Most of the code is packed into classes. The workflow is build on top of scikitlean Pipelines. For the in-depth description of the pipeline read Cross-Species paper.
Yspecies package has the following modules:
- dataset - ExpressionDataset class to handle cross-species samples, genes, species metadata and expressions
- partition - classes required for sci-kit-learn pipeline starting from ExpressionDataset going to SortedStratification
- helpers - auxiliary methods
- preprocess - classes for preprocessing steps of the cross-species pipeline
- config - project-specific config values (for example, folder locations)
- tuning - classes for hyperparametric optimization
- workflow - general classes with advanced scikit-learn workflow building blocks
- models - cross-validation models and metrics
- selection - LightGBM and SHAP-based feature selection
- explanations - FeatureSelection results, plots and auxiliary methods to explor them
- utils - various utility functions and classes
- workflow - helper classes required to reproduce pipelines in the paper
The code in yspecies folder is a conda package that is used inside notebooks. There is also an option to use a conda version of the package
One of the key classes is ExpressionDataset class:
e = ExpressionDataset("5_tissues", expressions, genes, samples)
e
It allows indexing by genes:
e[["ENSG00000073921", "ENSG00000139687"]]
#or
e.by_genes[["ENSG00000073921", "ENSG00000139687"]]
By samples:
e.by_samples[["SRR2308103","SRR1981979"]]
Both:
e[["ENSG00000073921", "ENSG00000139687"],["SRR2308103","SRR1981979"]]
ExpressionDataset class has by_genes and by_samples properties which allow indexing and filtering. For instance filtering only blood tissue:
e.by_samples.filter(lambda s: s["tissue"]=="Blood")

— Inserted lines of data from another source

// src/api/devoluciones.rs

use actix_web::{get, post, web, HttpResponse};
use chrono::Utc;
use serde::Deserialize;
use serde_json::json;
use utoipa::ToSchema;
use uuid::Uuid;

use crate::api::pedidos::page_range;
use crate::backend::identity::AuthUser;
use crate::error::Error;
use crate::models::{Devolucion, Pedido};
use crate::returns;
use crate::AppState;

#[derive(Debug, Deserialize, utoipa::IntoParams)]
pub struct ListParams {
    pub page: Option<usize>,
    pub limit: Option<usize>,
}

#[derive(Debug, Deserialize)]
struct PedidoId {
    id: Uuid,
}

/// The authenticated customer's return requests, newest first. Returns
/// hang off orders, so the listing goes through the customer's order ids.
#[utoipa::path(
    get,
    path = "/api/devoluciones",
    params(ListParams),
    responses((status = 200, description = "Paginated returns with exact count")),
    tag = "returns"
)]
#[get("/devoluciones")]
pub async fn list_devoluciones(
    state: web::Data<AppState>,
    user: web::ReqData<AuthUser>,
    params: web::Query<ListParams>,
) -> Result<HttpResponse, Error> {
    let page = params.page.unwrap_or(1).max(1);
    let limit = params.limit.unwrap_or(10).clamp(1, 100);
    let backend = state.service()?;

    let pedidos = backend
        .from("pedidos")
        .select("id")
        .eq("cliente_id", user.id)
        .fetch::<PedidoId>()
        .await?;

    if pedidos.items.is_empty() {
        return Ok(HttpResponse::Ok().json(json!({ "data": [], "count": 0 })));
    }

    let ids: Vec<String> = pedidos.items.iter().map(|p| p.id.to_string()).collect();
    let (from, to) = page_range(page, limit);

    let result = backend
        .from("devoluciones")
        .select("*")
        .in_list("pedido_id", &ids)
        .order("fecha_solicitud.desc")
        .range(from, to)
        .fetch::<Devolucion>()
        .await?;

    let count = result.count.unwrap_or(result.items.len() as u64);
    Ok(HttpResponse::Ok().json(json!({ "data": result.items, "count": count })))
}

#[derive(Debug, Deserialize, ToSchema)]
pub struct CrearDevolucionRequest {
    pub pedido_id: Uuid,
    pub producto_id: i64,
    pub cantidad: u32,
    pub motivo: Option<String>,
}

/// Return request creation, fail-fast in this order: ownership, 30-day
/// window (inclusive), no pending duplicate for the (order, product) pair,
/// quantity within the purchased amount.
#[utoipa::path(
    post,
    path = "/api/devoluciones",
    request_body = CrearDevolucionRequest,
    responses(
        (status = 201, body = Devolucion),
        (status = 400, description = "Window expired or quantity out of range"),
        (status = 403, description = "Order does not belong to the caller"),
        (status = 409, description = "A pending return already exists")
    ),
    tag = "returns"
)]
#[post("/devoluciones")]
pub async fn create_devolucion(
    state: web::Data<AppState>,
    user: web::ReqData<AuthUser>,
    payload: web::Json<CrearDevolucionRequest>,
) -> Result<HttpResponse, Error> {
    let payload = payload.into_inner();
    let backend = state.service()?;

    // 1. The order must exist and belong to the requester.
    let pedido = backend
        .from("pedidos")
        .select("*")
        .eq("id", payload.pedido_id)
        .fetch_optional::<Pedido>()
        .await?;

    let pedido = match pedido {
        Some(p) if p.cliente_id == user.id => p,
        _ => return Err(Error::Forbidden),
    };

    // 2. Within the admission window.
    if !returns::within_return_window(pedido.creado_at, Utc::now()) {
        return Err(Error::WindowExpired);
    }

    // 3. At most one pending return per (order, product).
    let pendiente = backend
        .from("devoluciones")
        .select("id")
        .eq("pedido_id", payload.pedido_id)
        .eq("producto_id", payload.producto_id)
        .eq("estado", "Pendiente")
        .fetch_optional::<serde_json::Value>()
        .await?;

    if pendiente.is_some() {
        return Err(Error::DuplicatePending);
    }

    // 4. Quantity against the order's snapshot, not the client form.
    returns::validate_cantidad(&pedido.articulos, payload.producto_id, payload.cantidad)?;

    let motivo = payload
        .motivo
        .filter(|m| !m.trim().is_empty())
        .unwrap_or_else(|| "No especificado".to_string());

    let devolucion = backend
        .insert::<Devolucion, _>(
            "devoluciones",
            &json!({
                "pedido_id": payload.pedido_id,
                "producto_id": payload.producto_id,
                "cantidad": payload.cantidad,
                "motivo": motivo,
                "estado": "Pendiente",
                "fecha_limite": returns::fecha_limite(pedido.creado_at),
            }),
        )
        .await?;

    Ok(HttpResponse::Created().json(devolucion))
}
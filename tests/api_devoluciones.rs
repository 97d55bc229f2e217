mod support;

use actix_web::{test, web, App, ResponseError};
use chrono::{DateTime, Duration, Utc};
use serde_json::json;
use uuid::Uuid;
use wiremock::matchers::{header, method, path, query_param};
use wiremock::{Mock, MockServer, ResponseTemplate};

use tienda_api::api::admin::devoluciones::review_devolucion;
use tienda_api::api::auth::SessionMiddleware;
use tienda_api::api::devoluciones::create_devolucion;

macro_rules! app {
    ($state:expr) => {
        test::init_service(
            App::new().app_data($state.clone()).service(
                web::scope("/api")
                    .wrap(SessionMiddleware)
                    .service(create_devolucion)
                    .service(web::scope("/admin").service(review_devolucion)),
            ),
        )
        .await
    };
}

async fn mock_session(server: &MockServer, token: &str, user_id: Uuid) {
    Mock::given(method("GET"))
        .and(path("/auth/v1/user"))
        .and(header("Authorization", format!("Bearer {token}")))
        .respond_with(ResponseTemplate::new(200).set_body_json(json!({
            "id": user_id,
            "email": "cliente@example.com",
        })))
        .mount(server)
        .await;
}

async fn mock_pedido(server: &MockServer, pedido_id: Uuid, cliente_id: Uuid, creado_at: DateTime<Utc>) {
    Mock::given(method("GET"))
        .and(path("/rest/v1/pedidos"))
        .and(query_param("id", format!("eq.{pedido_id}")))
        .respond_with(ResponseTemplate::new(200).set_body_json(json!([{
            "id": pedido_id,
            "cliente_id": cliente_id,
            "total": 30.0,
            "articulos": [
                {"producto_id": 1, "nombre": "Lampara", "precio": 10.0, "cantidad": 3}
            ],
            "direccion_entrega": "Calle Mayor 1",
            "estado": "Pendiente",
            "creado_at": creado_at.to_rfc3339(),
        }])))
        .mount(server)
        .await;
}

async fn mock_no_pending(server: &MockServer) {
    Mock::given(method("GET"))
        .and(path("/rest/v1/devoluciones"))
        .respond_with(ResponseTemplate::new(200).set_body_json(json!([])))
        .mount(server)
        .await;
}

fn devolucion_row(pedido_id: Uuid, creado_at: DateTime<Utc>) -> serde_json::Value {
    json!({
        "id": Uuid::new_v4(),
        "pedido_id": pedido_id,
        "producto_id": 1,
        "cantidad": 2,
        "motivo": "Llego danado",
        "estado": "Pendiente",
        "fecha_solicitud": Utc::now().to_rfc3339(),
        "fecha_limite": (creado_at + Duration::days(30)).to_rfc3339(),
    })
}

fn create_request(pedido_id: Uuid, cantidad: u32) -> test::TestRequest {
    test::TestRequest::post()
        .uri("/api/devoluciones")
        .insert_header(("Authorization", "Bearer cliente-token"))
        .set_json(json!({
            "pedido_id": pedido_id,
            "producto_id": 1,
            "cantidad": cantidad,
            "motivo": "Llego danado",
        }))
}

#[actix_web::test]
async fn create_return_within_window_succeeds() {
    let server = MockServer::start().await;
    let cliente = Uuid::new_v4();
    let pedido = Uuid::new_v4();
    let creado_at = Utc::now() - Duration::days(29);

    mock_session(&server, "cliente-token", cliente).await;
    mock_pedido(&server, pedido, cliente, creado_at).await;
    mock_no_pending(&server).await;
    Mock::given(method("POST"))
        .and(path("/rest/v1/devoluciones"))
        .respond_with(
            ResponseTemplate::new(201)
                .set_body_json(json!([devolucion_row(pedido, creado_at)])),
        )
        .mount(&server)
        .await;

    let state = support::build_state(&server.uri());
    let app = app!(state);

    let resp = test::call_service(&app, create_request(pedido, 2).to_request()).await;
    assert_eq!(resp.status(), 201);
}

#[actix_web::test]
async fn create_return_past_window_fails() {
    let server = MockServer::start().await;
    let cliente = Uuid::new_v4();
    let pedido = Uuid::new_v4();

    mock_session(&server, "cliente-token", cliente).await;
    mock_pedido(&server, pedido, cliente, Utc::now() - Duration::days(31)).await;

    let state = support::build_state(&server.uri());
    let app = app!(state);

    let resp = test::call_service(&app, create_request(pedido, 1).to_request()).await;
    assert_eq!(resp.status(), 400);
    let body: serde_json::Value = test::read_body_json(resp).await;
    assert!(body["error"].as_str().unwrap().contains("expired"));
}

#[actix_web::test]
async fn create_return_with_pending_duplicate_fails() {
    let server = MockServer::start().await;
    let cliente = Uuid::new_v4();
    let pedido = Uuid::new_v4();

    mock_session(&server, "cliente-token", cliente).await;
    mock_pedido(&server, pedido, cliente, Utc::now() - Duration::days(5)).await;
    Mock::given(method("GET"))
        .and(path("/rest/v1/devoluciones"))
        .respond_with(
            ResponseTemplate::new(200).set_body_json(json!([{ "id": Uuid::new_v4() }])),
        )
        .mount(&server)
        .await;

    let state = support::build_state(&server.uri());
    let app = app!(state);

    let resp = test::call_service(&app, create_request(pedido, 1).to_request()).await;
    assert_eq!(resp.status(), 409);
}

#[actix_web::test]
async fn create_return_for_foreign_order_is_forbidden() {
    let server = MockServer::start().await;
    let cliente = Uuid::new_v4();
    let pedido = Uuid::new_v4();

    mock_session(&server, "cliente-token", cliente).await;
    // The order exists but belongs to someone else.
    mock_pedido(&server, pedido, Uuid::new_v4(), Utc::now() - Duration::days(1)).await;

    let state = support::build_state(&server.uri());
    let app = app!(state);

    let resp = test::call_service(&app, create_request(pedido, 1).to_request()).await;
    assert_eq!(resp.status(), 403);
}

#[actix_web::test]
async fn create_return_for_missing_order_is_forbidden() {
    let server = MockServer::start().await;
    let cliente = Uuid::new_v4();

    mock_session(&server, "cliente-token", cliente).await;
    Mock::given(method("GET"))
        .and(path("/rest/v1/pedidos"))
        .respond_with(ResponseTemplate::new(200).set_body_json(json!([])))
        .mount(&server)
        .await;

    let state = support::build_state(&server.uri());
    let app = app!(state);

    let resp = test::call_service(&app, create_request(Uuid::new_v4(), 1).to_request()).await;
    assert_eq!(resp.status(), 403);
}

#[actix_web::test]
async fn create_return_quantity_over_purchase_fails() {
    let server = MockServer::start().await;
    let cliente = Uuid::new_v4();
    let pedido = Uuid::new_v4();

    mock_session(&server, "cliente-token", cliente).await;
    mock_pedido(&server, pedido, cliente, Utc::now() - Duration::days(1)).await;
    mock_no_pending(&server).await;

    let state = support::build_state(&server.uri());
    let app = app!(state);

    // The snapshot holds 3 units; asking for 5 must fail server-side.
    let resp = test::call_service(&app, create_request(pedido, 5).to_request()).await;
    assert_eq!(resp.status(), 400);
}

#[actix_web::test]
async fn create_return_without_session_is_unauthorized() {
    let server = MockServer::start().await;
    let state = support::build_state(&server.uri());
    let app = app!(state);

    let req = test::TestRequest::post()
        .uri("/api/devoluciones")
        .set_json(json!({
            "pedido_id": Uuid::new_v4(),
            "producto_id": 1,
            "cantidad": 1,
        }))
        .to_request();
    let resp = test::try_call_service(&app, req).await;
    let err = resp.expect_err("request without a token must be rejected");
    assert_eq!(err.as_response_error().status_code(), 401);
}

async fn mock_admin(server: &MockServer, token: &str) -> Uuid {
    let admin = Uuid::new_v4();
    mock_session(server, token, admin).await;
    Mock::given(method("GET"))
        .and(path("/rest/v1/perfiles"))
        .and(query_param("id", format!("eq.{admin}")))
        .respond_with(ResponseTemplate::new(200).set_body_json(json!([{ "rol": "admin" }])))
        .mount(server)
        .await;
    admin
}

async fn mock_current_estado(server: &MockServer, devolucion_id: Uuid, estado: &str) {
    Mock::given(method("GET"))
        .and(path("/rest/v1/devoluciones"))
        .and(query_param("id", format!("eq.{devolucion_id}")))
        .and(query_param("select", "estado"))
        .respond_with(ResponseTemplate::new(200).set_body_json(json!([{ "estado": estado }])))
        .mount(server)
        .await;
}

fn review_request(devolucion_id: Uuid, estado: &str) -> test::TestRequest {
    test::TestRequest::patch()
        .uri("/api/admin/devoluciones")
        .insert_header(("Authorization", "Bearer admin-token"))
        .set_json(json!({
            "id": devolucion_id,
            "estado": estado,
            "observaciones_admin": "Revisado",
        }))
}

#[actix_web::test]
async fn review_approves_a_pending_return() {
    let server = MockServer::start().await;
    mock_admin(&server, "admin-token").await;

    let devolucion = Uuid::new_v4();
    let pedido = Uuid::new_v4();
    mock_current_estado(&server, devolucion, "Pendiente").await;

    let mut updated = devolucion_row(pedido, Utc::now());
    updated["id"] = json!(devolucion);
    updated["estado"] = json!("Aprobada");
    updated["observaciones_admin"] = json!("Revisado");
    Mock::given(method("PATCH"))
        .and(path("/rest/v1/devoluciones"))
        .respond_with(ResponseTemplate::new(200).set_body_json(json!([updated])))
        .mount(&server)
        .await;

    let state = support::build_state(&server.uri());
    let app = app!(state);

    let resp = test::call_service(&app, review_request(devolucion, "Aprobada").to_request()).await;
    assert_eq!(resp.status(), 200);
    let body: serde_json::Value = test::read_body_json(resp).await;
    assert_eq!(body["estado"], "Aprobada");
}

#[actix_web::test]
async fn review_rejects_the_pendiente_to_completada_shortcut() {
    let server = MockServer::start().await;
    mock_admin(&server, "admin-token").await;

    let devolucion = Uuid::new_v4();
    mock_current_estado(&server, devolucion, "Pendiente").await;

    let state = support::build_state(&server.uri());
    let app = app!(state);

    let resp =
        test::call_service(&app, review_request(devolucion, "Completada").to_request()).await;
    assert_eq!(resp.status(), 409);
}

#[actix_web::test]
async fn review_rejects_transitions_out_of_terminal_states() {
    let server = MockServer::start().await;
    mock_admin(&server, "admin-token").await;

    let devolucion = Uuid::new_v4();
    mock_current_estado(&server, devolucion, "Completada").await;

    let state = support::build_state(&server.uri());
    let app = app!(state);

    let resp = test::call_service(&app, review_request(devolucion, "Aprobada").to_request()).await;
    assert_eq!(resp.status(), 409);
    let body: serde_json::Value = test::read_body_json(resp).await;
    assert!(body["error"]
        .as_str()
        .unwrap()
        .contains("invalid status transition"));
}

#[actix_web::test]
async fn review_requires_the_admin_role() {
    let server = MockServer::start().await;
    let cliente = Uuid::new_v4();
    mock_session(&server, "cliente-token", cliente).await;
    Mock::given(method("GET"))
        .and(path("/rest/v1/perfiles"))
        .respond_with(ResponseTemplate::new(200).set_body_json(json!([{ "rol": "cliente" }])))
        .mount(&server)
        .await;

    let state = support::build_state(&server.uri());
    let app = app!(state);

    let req = test::TestRequest::patch()
        .uri("/api/admin/devoluciones")
        .insert_header(("Authorization", "Bearer cliente-token"))
        .set_json(json!({
            "id": Uuid::new_v4(),
            "estado": "Aprobada",
        }))
        .to_request();
    let resp = test::call_service(&app, req).await;
    assert_eq!(resp.status(), 403);
}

The class is also Jupyter-friendly with repr_html() method implemented
Key logic from the start until partitioning of the data according to sorted stratification
Classes with data:
- FeatureSelection - specifies which fields we want to select from ExpressionDataset's species, samples, genes
- EncodedFeatures - class responsible for encoding of categorical features
- ExpressionPartitions - data class with results of partitioning
Transformers:
- DataExtractor - transformer that get ExpressionDataset and extracts data from it according to FeatureSelection instruction
- DataPartitioner - transformer that does sorted stratification
This module is responsible for ShapBased selection
Classes with data:
- Fold - results of one Fold
Auxilary classes:
- ModelFactory - used by ShapSelector to initialize the model
- Metrics - helper methods to deal with metrics
Transformers:
- ShapSelector - key transformer that does the learning
Module that contains final results
- FeatureResults is a key class that contains selected features, folds as well as auxiliary methods to plot and investigate results
Here we list workarounds for some typical problems connected with running the repository:
- error trying to exec 'cc1plus': exe: No such file or directory
Such error emerges when g is not installed: The workaround is simple:
sudo apt install g
-
Failures to download the files: if one or more files were not downloaded, re-run dvc pull again!
-
Windows and MAC-specific errors.
Even though yspecies seems to work on MAC and windows, we used Linux as our main operating system and did not test it thoroughly on Windows and Mac, so feel free to report any issues with them.